The strange thing is that this just happened in late July or so. I've been tinkering with it on or off as time allowed, though I'm getting to a point where frustration is setting in. SBC Yahoo folks are no help and I'm thinking of ditching their service altogether in hopes of finding something. 

Can someone on here help? I'd be very appreciative of any suggestions!

:4-dontkno


----------



## johnwill (Sep 26, 2002)

Register at DSLReports and run their Line Quality Tests. It's best to run this test with a direct wired connection to eliminate any wireless issues from the results. It's useful many times to run this test several times, and we'd like to see each of the results. Post the results link from the top of the test display page for each test run here.

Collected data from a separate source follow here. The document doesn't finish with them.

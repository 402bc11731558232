//! Networking modules for the expense REST backend.
//!
//! SYSTEM CONTEXT
//! ==============
//! `api` holds one async function per endpoint, `error` classifies failures
//! into banner text, and `types` defines the shared wire schema.

pub mod api;
pub mod error;
pub mod types;
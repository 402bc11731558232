use super::*;

#[test]
fn ui_state_default_page_is_dashboard() {
    assert_eq!(UiState::default().page, Page::Dashboard);
    assert_eq!(Page::default(), Page::Dashboard);
}

#[test]
fn navigate_switches_page() {
    let mut state = UiState::default();
    state.navigate(Page::Receipts);
    assert_eq!(state.page, Page::Receipts);
}

#[test]
fn page_all_lists_every_screen_once_in_nav_order() {
    let titles: Vec<_> = Page::ALL.iter().map(|p| p.title()).collect();
    assert_eq!(titles, vec!["Dashboard", "Expenses", "New Expense", "Categories", "Receipts"]);
}
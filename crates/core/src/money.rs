use rust_decimal::prelude::FromPrimitive;
use rust_decimal::Decimal;
use serde::{Deserialize, Serialize};
use std::fmt;
use std::ops::{Add, Sub};
use std::str::FromStr;

/// Statement amount held as a decimal rounded to two places.
#[derive(Debug, Clone, Copy, PartialEq, Eq, PartialOrd, Ord, Hash, Serialize, Deserialize)]
pub struct Money(Decimal);

const CURRENCY_PREFIXES: &[&str] = &["INR", "RS.", "RS", "USD", "EUR", "GBP"];

impl Money {
    pub fn from_cents(cents: i64) -> Self {
        Money(Decimal::from(cents) / Decimal::from(100))
    }

    pub fn from_decimal(decimal: Decimal) -> Self {
        Money(decimal.round_dp(2))
    }

    /// Spreadsheet numbers arrive as floats; non-finite values are rejected.
    pub fn from_f64(value: f64) -> Option<Self> {
        Decimal::from_f64(value).map(Self::from_decimal)
    }

    /// Parses a statement amount such as `1,234.50`, `$99.99`, `(75.25)`,
    /// `₹ 500` or `1,000.00 CR`. Blank or unparsable input yields `None`.
    pub fn parse(raw: &str) -> Option<Self> {
        let mut s = raw.trim().to_uppercase();
        for suffix in [" CR", " DR", "CR", "DR"] {
            if let Some(stripped) = s.strip_suffix(suffix) {
                s = stripped.trim_end().to_string();
                break;
            }
        }
        for prefix in CURRENCY_PREFIXES {
            if let Some(stripped) = s.strip_prefix(prefix) {
                s = stripped.trim_start().to_string();
                break;
            }
        }

        let (negative, s) = match s.strip_prefix('(').and_then(|v| v.strip_suffix(')')) {
            Some(inner) => (true, inner.to_string()),
            None => (false, s),
        };
        let s = s.replace([',', '$', '₹', '€', '£', ' '], "");
        if s.is_empty() {
            return None;
        }

        let mut dec = Decimal::from_str(&s).ok()?;
        if negative {
            dec = -dec;
        }
        Some(Self::from_decimal(dec))
    }

    pub fn zero() -> Self {
        Money(Decimal::ZERO)
    }

    pub fn is_zero(self) -> bool {
        self.0.is_zero()
    }

    pub fn abs(self) -> Self {
        Money(self.0.abs())
    }
}

impl fmt::Display for Money {
    fn fmt(&self, f: &mut fmt::Formatter<'_>) -> fmt::Result {
        write!(f, "{:.2}", self.0)
    }
}

impl Add for Money {
    type Output = Self;
    fn add(self, rhs: Self) -> Self {
        Money(self.0 + rhs.0)
    }
}

impl Sub for Money {
    type Output = Self;
    fn sub(self, rhs: Self) -> Self {
        Money(self.0 - rhs.0)
    }
}
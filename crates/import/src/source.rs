use std::fs::File;
use std::io::BufReader;
use std::path::Path;

use serde::{Deserialize, Serialize};
use tally_core::{Cell, Table};
use thiserror::Error;

use crate::csv::{read_table, CsvError};
use crate::workbook::{read_workbook, WorkbookError};

#[derive(Error, Debug)]
pub enum TableError {
    #[error("IO error: {0}")]
    Io(#[from] std::io::Error),
    #[error(transparent)]
    Csv(#[from] CsvError),
    #[error(transparent)]
    Workbook(#[from] WorkbookError),
    #[error("Unsupported table format: {0}")]
    UnsupportedFormat(String),
}

#[derive(Debug, Clone, Copy, PartialEq, Eq)]
pub enum TableFormat {
    Csv,
    Tsv,
    Workbook,
}

impl TableFormat {
    pub fn from_path(path: &Path) -> Result<Self, TableError> {
        let ext = path
            .extension()
            .and_then(|e| e.to_str())
            .unwrap_or_default()
            .to_lowercase();
        match ext.as_str() {
            "csv" | "txt" => Ok(TableFormat::Csv),
            "tsv" => Ok(TableFormat::Tsv),
            "xlsx" | "xlsm" | "xlsb" | "xls" | "ods" => Ok(TableFormat::Workbook),
            other => Err(TableError::UnsupportedFormat(other.to_string())),
        }
    }
}

/// How to read an input table from disk.
#[derive(Debug, Clone, Default, PartialEq, Eq, Serialize, Deserialize)]
#[serde(default)]
pub struct ReadOptions {
    /// Workbook sheet name; the first sheet when unset.
    pub sheet: Option<String>,
    /// Leading non-blank rows to discard before the header row.
    pub skip_rows: usize,
}

pub fn load_table(path: &Path, options: &ReadOptions) -> Result<Table, TableError> {
    let table = match TableFormat::from_path(path)? {
        TableFormat::Csv => {
            let file = BufReader::new(File::open(path)?);
            read_table(file, b',', options.skip_rows)?
        }
        TableFormat::Tsv => {
            let file = BufReader::new(File::open(path)?);
            read_table(file, b'\t', options.skip_rows)?
        }
        TableFormat::Workbook => {
            read_workbook(path, options.sheet.as_deref(), options.skip_rows)?
        }
    };
    tracing::info!(
        "Loaded {}: {} columns, {} rows",
        path.display(),
        table.headers().len(),
        table.len()
    );
    Ok(table)
}

/// Builds a table from raw rows: blank rows are dropped, `skip_rows` leading
/// rows are discarded, the next row becomes the header. Rows wider than the
/// header get generated `Column N` names for the extra cells.
pub(crate) fn table_from_rows(rows: Vec<Vec<Cell>>, skip_rows: usize) -> Table {
    let mut rows = rows
        .into_iter()
        .filter(|row| !row.iter().all(Cell::is_empty))
        .skip(skip_rows);

    let Some(header) = rows.next() else {
        return Table::default();
    };
    let mut headers: Vec<String> = header.iter().map(|c| c.to_string()).collect();
    let body: Vec<Vec<Cell>> = rows.collect();

    let width = body.iter().map(Vec::len).max().unwrap_or(0);
    while headers.len() < width {
        headers.push(format!("Column {}", headers.len() + 1));
    }

    Table::with_rows(headers, body)
}
use serde::{Deserialize, Serialize};
use std::fmt;
use thiserror::Error;

/// Semantic statement fields located by header name.
#[derive(Debug, Clone, Copy, PartialEq, Eq)]
pub enum Field {
    Narration,
    Date,
    Payment,
    Receipt,
}

impl fmt::Display for Field {
    fn fmt(&self, f: &mut fmt::Formatter<'_>) -> fmt::Result {
        match self {
            Field::Narration => write!(f, "narration"),
            Field::Date => write!(f, "date"),
            Field::Payment => write!(f, "payment"),
            Field::Receipt => write!(f, "receipt"),
        }
    }
}

#[derive(Debug, Clone, PartialEq, Eq, Error)]
pub enum ColumnError {
    #[error("No {field} column found (accepted: {accepted})")]
    NotFound { field: Field, accepted: String },
}

/// Ordered header aliases per field. A header matches an alias exactly
/// (case, whitespace and underscores ignored); failing that, the first header
/// containing any alias wins.
#[derive(Debug, Clone, PartialEq, Serialize, Deserialize)]
#[serde(default)]
pub struct ColumnAliases {
    pub narration: Vec<String>,
    pub date: Vec<String>,
    pub payment: Vec<String>,
    pub receipt: Vec<String>,
}

impl Default for ColumnAliases {
    fn default() -> Self {
        fn owned(names: &[&str]) -> Vec<String> {
            names.iter().map(|s| s.to_string()).collect()
        }
        Self {
            narration: owned(&[
                "Narration",
                "Description",
                "Particulars",
                "Remarks",
                "Transaction Details",
            ]),
            date: owned(&["Date"]),
            payment: owned(&["Payment", "Debit", "Withdrawal"]),
            receipt: owned(&["Receipt", "Credit", "Deposit"]),
        }
    }
}

/// Column handles needed to read a statement for interbank matching.
#[derive(Debug, Clone, Copy, PartialEq, Eq)]
pub struct StatementColumns {
    pub date: usize,
    pub payment: usize,
    pub receipt: usize,
}

impl ColumnAliases {
    pub fn aliases(&self, field: Field) -> &[String] {
        match field {
            Field::Narration => &self.narration,
            Field::Date => &self.date,
            Field::Payment => &self.payment,
            Field::Receipt => &self.receipt,
        }
    }

    pub fn resolve(&self, headers: &[String], field: Field) -> Result<usize, ColumnError> {
        self.resolve_excluding(headers, field, None)
    }

    pub fn resolve_statement(&self, headers: &[String]) -> Result<StatementColumns, ColumnError> {
        let date = self.resolve(headers, Field::Date)?;
        let payment = self.resolve_excluding(headers, Field::Payment, Some(date))?;
        let receipt = self
            .resolve_excluding(headers, Field::Receipt, Some(payment))
            .and_then(|col| {
                if col == date {
                    Err(self.not_found(Field::Receipt))
                } else {
                    Ok(col)
                }
            })?;
        Ok(StatementColumns { date, payment, receipt })
    }

    fn resolve_excluding(
        &self,
        headers: &[String],
        field: Field,
        taken: Option<usize>,
    ) -> Result<usize, ColumnError> {
        let wanted: Vec<String> = self
            .aliases(field)
            .iter()
            .map(|a| canonical(a))
            .filter(|a| !a.is_empty())
            .collect();
        let candidates: Vec<(usize, String)> = headers
            .iter()
            .enumerate()
            .filter(|(idx, _)| Some(*idx) != taken)
            .map(|(idx, h)| (idx, canonical(h)))
            .collect();

        let exact = wanted
            .iter()
            .find_map(|alias| candidates.iter().find(|(_, h)| h == alias));
        let found = exact
            .or_else(|| {
                candidates
                    .iter()
                    .find(|(_, h)| wanted.iter().any(|alias| contains_word(h, alias)))
            })
            .or_else(|| {
                candidates
                    .iter()
                    .find(|(_, h)| wanted.iter().any(|alias| h.contains(alias.as_str())))
            });

        found
            .map(|(idx, _)| *idx)
            .ok_or_else(|| self.not_found(field))
    }

    fn not_found(&self, field: Field) -> ColumnError {
        ColumnError::NotFound {
            field,
            accepted: self.aliases(field).join(", "),
        }
    }
}

/// Whether `alias` occurs in `header` bounded by spaces or the ends, so
/// `DATE` finds `VALUE DATE` but not `LAST UPDATED`.
fn contains_word(header: &str, alias: &str) -> bool {
    format!(" {header} ").contains(&format!(" {alias} "))
}

fn canonical(name: &str) -> String {
    name.replace('_', " ")
        .split_whitespace()
        .collect::<Vec<_>>()
        .join(" ")
        .to_uppercase()
}

#[cfg(test)]
mod tests {
    use super::*;

    fn headers(names: &[&str]) -> Vec<String> {
        names.iter().map(|s| s.to_string()).collect()
    }

    #[test]
    fn narration_exact_match_ignores_case_and_spacing() {
        let aliases = ColumnAliases::default();
        let h = headers(&["Date", "  narration ", "Amount"]);
        assert_eq!(aliases.resolve(&h, Field::Narration), Ok(1));
    }

    #[test]
    fn exact_match_beats_earlier_substring() {
        let aliases = ColumnAliases::default();
        let h = headers(&["Description Code", "Remarks"]);
        assert_eq!(aliases.resolve(&h, Field::Narration), Ok(1));
    }

    #[test]
    fn substring_match_takes_first_header() {
        let aliases = ColumnAliases::default();
        let h = headers(&["Txn Narration Text", "Other"]);
        assert_eq!(aliases.resolve(&h, Field::Narration), Ok(0));
        let h = headers(&["Transaction_Details"]);
        assert_eq!(aliases.resolve(&h, Field::Narration), Ok(0));
    }

    #[test]
    fn missing_narration_reports_accepted_names() {
        let aliases = ColumnAliases::default();
        let err = aliases.resolve(&headers(&["Foo", "Bar"]), Field::Narration).unwrap_err();
        assert!(err.to_string().contains("Particulars"));
    }

    #[test]
    fn statement_columns_by_substring() {
        let aliases = ColumnAliases::default();
        let h = headers(&["Txn Date", "Narration", "Debit Amount", "Credit Amount", "Balance"]);
        let cols = aliases.resolve_statement(&h).unwrap();
        assert_eq!(cols, StatementColumns { date: 0, payment: 2, receipt: 3 });
    }

    #[test]
    fn payment_and_receipt_must_differ() {
        let aliases = ColumnAliases::default();
        let h = headers(&["Date", "Debit/Credit"]);
        assert!(matches!(
            aliases.resolve_statement(&h),
            Err(ColumnError::NotFound { field: Field::Receipt, .. })
        ));
    }

    #[test]
    fn partial_aliases_keep_defaults() {
        let aliases: ColumnAliases = serde_json::from_str(r#"{"narration": ["Memo"]}"#).unwrap();
        assert_eq!(aliases.resolve(&headers(&["memo"]), Field::Narration), Ok(0));
        // Unlisted fields keep their defaults.
        assert_eq!(aliases.date, vec!["Date".to_string()]);
    }

    #[test]
    fn whole_word_beats_earlier_substring() {
        let aliases = ColumnAliases::default();
        let h = headers(&["Last Updated", "Value Date", "Withdrawal Amt", "Deposit Amt"]);
        assert_eq!(aliases.resolve(&h, Field::Date), Ok(1));
        let cols = aliases.resolve_statement(&h).unwrap();
        assert_eq!(cols, StatementColumns { date: 1, payment: 2, receipt: 3 });
    }

    #[test]
    fn substring_still_used_without_whole_word() {
        let h = headers(&["Updated", "Narration"]);
        assert_eq!(ColumnAliases::default().resolve(&h, Field::Date), Ok(0));
    }
}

The link to post is near the top of the page and looks like:

If you wish to post this result to a forum, please copy/paste this URL
*http://www.dslreports.com/linequality/nil/2357195* <- _sample only, yours will obviously be different!_
and your IP will be disguised.

Copy/paste that link here.

*Note:* _You will have to enable PING (ICMP) request response either in your router (if you have one), or in your computer's firewall for direct modem connections. This is very important to get the most important part of the test to run._


----------



## bswb (Nov 26, 2008)

I ran three line quality tests. The first two are from my desktop directly wired via ethernet to my Linksys router:

http://www.dslreports.com/linequality/c7728389594a/2458399
http://www.dslreports.com/linequality/78295b6ab75b/2458401

The last was run from my wireless laptop:
http://www.dslreports.com/linequality/45766a478259/2458404

All of these tests gave me the "Pass" icon so I'm assuming it generally says that the lines are good. Also, right after I did the third test, I tried testing out downloads from both my laptop and my PS3 and I'm getting the same problem.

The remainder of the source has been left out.